The idea is to seek out the intersection where human centric values meets with real world needs to address social justice and inequality, and where the solutions are so attractive they are readily adopted by society and the people they are meant to serve.
I call it my Hot Chocolate Sweet Spot because of the way Quakers, hundreds of years ago, addressed problems of the day through their values  based on equality and honesty. Outlawed as free thinking radicals, Quakers found themselves subject to hostile conditions in day-to-day 17th century Britain. Dealing with uncertainty in the face of adversity led them to creating some of the most successful businesses in the world . By applying their values Quakers not only approached socio-economic problems in ways that would make the world a better place they did so in ways which were desired by others — their alternative products and services meeting the needs of humans rather than a need for power.

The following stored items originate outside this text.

//! Laplacian kernel implementation
//!
//! K(x, y) = exp(-γ * ||x - y||). Heavier tails than the Gauss RBF kernel,
//! which helps on data with sharp local structure.

use crate::core::squared_distance;
use crate::kernel::Kernel;

/// Laplacian kernel: K(x, y) = exp(-γ * ||x - y||)
#[derive(Debug, Clone, Copy)]
pub struct LaplacianKernel {
    gamma: f64,
}

impl LaplacianKernel {
    /// Create a Laplacian kernel with the given gamma.
    ///
    /// # Panics
    /// Panics if gamma is not positive.
    pub fn new(gamma: f64) -> Self {
        assert!(gamma > 0.0, "Gamma must be positive, got: {}", gamma);
        Self { gamma }
    }

    /// Get the gamma parameter.
    pub fn gamma(&self) -> f64 {
        self.gamma
    }
}

impl Kernel for LaplacianKernel {
    fn compute(&self, x: &[f64], y: &[f64]) -> f64 {
        (-self.gamma * squared_distance(x, y).sqrt()).exp()
    }

    fn radial_value(&self, squared_distance: f64) -> Option<f64> {
        Some((-self.gamma * squared_distance.max(0.0).sqrt()).exp())
    }
}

For example cocoa was sold by Quaker grocers and quickly became a desirable drink by people in local tea shops. Quakers recognised this desirable drink as a viable alternative to alcohol. The chocolaty story of success goes beyond this blog post  and sees the Quaker families of Rowntree’s, Cadbury’s and Fry’s dominating the confectionary industry. These organisations were not driven to make huge piles of money, but to generate sustainable funds for their workers to live adequately and contribute to the welfare of others. Their success was a result of applying their values to a problem of the day in a way which many people desired.
As it was in those days, today’s world is still driven by commercial greed and political power. We live in a time of uncertainty, a time when change can and does happen at an extraordinary pace. We are often passengers being carried along by the tide of capitalist machines solely with their own self-interests as the driving force. These machines are shaping the world around us and it often not to benefit humanity or the world we live in. Do we challenge or consider the alternatives as Quakers did all that time ago? Can we address the the balance and strive for a world shaped by human centric values, equality and social justice?
If I can apply my values to existential problems we face in ways that are desired by others then I will have found my hot chocolate sweet spot.